Save a new Dataflow Gen2 with CI/CD support from a Dataflow Gen1, Gen2, or Gen2 (CI/CD)

Customers often would like to recreate an existing dataflow as a new dataflow Gen2 (CI/CD), getting all the benefits of the new GIT and CI/CD integration capabilities. Today, to accomplish this, they need to create the new Dataflow Gen2 (CI/CD) item from scratch and copy-paste their existing queries or leverage the Export/Import Power Query template capabilities.

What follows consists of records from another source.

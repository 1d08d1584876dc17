//! Request head and its encoder.

use bytes::{BufMut, BytesMut};
use http::{HeaderMap, Method, Version};
use tokio_util::codec::Encoder;

use crate::http::CodecError;

/// A body-less HTTP/1.x request.
#[derive(Debug, Clone)]
pub struct RequestHead {
    pub method: Method,
    /// Request target, written verbatim (authority form for CONNECT).
    pub target: String,
    pub version: Version,
    pub headers: HeaderMap,
}

impl RequestHead {
    pub fn new(method: Method, target: impl Into<String>, version: Version) -> Self {
        Self {
            method,
            target: target.into(),
            version,
            headers: HeaderMap::new(),
        }
    }
}

/// Serializes [`RequestHead`]s. Header names go out title-cased.
#[derive(Debug, Default)]
pub struct HttpRequestEncoder;

impl Encoder<RequestHead> for HttpRequestEncoder {
    type Error = CodecError;

    fn encode(&mut self, item: RequestHead, dst: &mut BytesMut) -> Result<(), Self::Error> {
        let version = match item.version {
            Version::HTTP_10 => "HTTP/1.0",
            Version::HTTP_11 => "HTTP/1.1",
            other => return Err(CodecError::UnsupportedVersion(format!("{other:?}"))),
        };

        dst.reserve(64 + item.target.len() + item.headers.len() * 32);
        dst.put_slice(item.method.as_str().as_bytes());
        dst.put_u8(b' ');
        dst.put_slice(item.target.as_bytes());
        dst.put_u8(b' ');
        dst.put_slice(version.as_bytes());
        dst.put_slice(b"\r\n");

        for (name, value) in item.headers.iter() {
            put_title_case(dst, name.as_str());
            dst.put_slice(b": ");
            dst.put_slice(value.as_bytes());
            dst.put_slice(b"\r\n");
        }
        dst.put_slice(b"\r\n");
        Ok(())
    }
}

fn put_title_case(dst: &mut BytesMut, name: &str) {
    let mut upper = true;
    for b in name.bytes() {
        dst.put_u8(if upper { b.to_ascii_uppercase() } else { b });
        upper = b == b'-';
    }
}

#[cfg(test)]
mod tests {
    use super::*;
    use http::header::{HeaderValue, HOST, PROXY_AUTHORIZATION};

    #[test]
    fn encodes_connect_head() {
        let mut head = RequestHead::new(Method::CONNECT, "example.com:443", Version::HTTP_10);
        head.headers.insert(HOST, HeaderValue::from_static("proxy:3128"));
        head.headers
            .insert(PROXY_AUTHORIZATION, HeaderValue::from_static("Basic YWxpY2U6czNjcmV0"));

        let mut buf = BytesMut::new();
        HttpRequestEncoder.encode(head, &mut buf).unwrap();
        assert_eq!(
            &buf[..],
            b"CONNECT example.com:443 HTTP/1.0\r\n\
              Host: proxy:3128\r\n\
              Proxy-Authorization: Basic YWxpY2U6czNjcmV0\r\n\
              \r\n"
        );
    }

    #[test]
    fn rejects_http2() {
        let head = RequestHead::new(Method::CONNECT, "x:1", Version::HTTP_2);
        let err = HttpRequestEncoder.encode(head, &mut BytesMut::new()).unwrap_err();
        assert!(matches!(err, CodecError::UnsupportedVersion(_)));
    }
}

This, however, is not only inconvenient due to unnecessary steps, but it also does not carry over additional dataflow settings.

Dataflows in Microsoft Fabric now includes a ‘Save as’ feature in preview, that in a single click lets you save an existing dataflow Gen1, Gen2 or Gen2 (CI/CD) as a new Dataflow Gen2 (CI/CD) item.

Incremental Refresh for Dataflow Gen2

Incremental Refresh for Dataflow Gen2 is now generally available!

Incremental Refresh for Dataflow Gen2 allows you to refresh only the buckets of data that have changed, rather than reloading the entire dataset on every dataflow refresh. This not only saves time but also reduces resource consumption, making your data operations more efficient and cost-effective.

These new capabilities are designed to help you to be successful with your data integration needs and be as efficient as possible. Try it out today in your fabric workspace!

Learn more about Incremental Refresh in Dataflow Gen2: Incremental refresh in Dataflow Gen2.

Check ongoing validation status of a Dataflow Gen2 with CI/CD support

When you click Save & run in Dataflow Gen2 with CI/CD support, the process that gets triggered is two-fold:

  1. Validation: it’s a background process where your Dataflow gets validated against a set of rules. If it passes all validations and no errors are returned, then it’ll be successfully saved.
  2. Run: Using the latest published version of the Dataflow, a refresh job gets triggered to run the Dataflow.

If you only wish to trigger the validation process, you only need to click the ‘Save’ button.

What if you want to check the status of the validation? You now have a new entry point in the home tab of the ribbon called Check validation which you can click at any time to give you information of the ongoing validation or the result of a previous validation run.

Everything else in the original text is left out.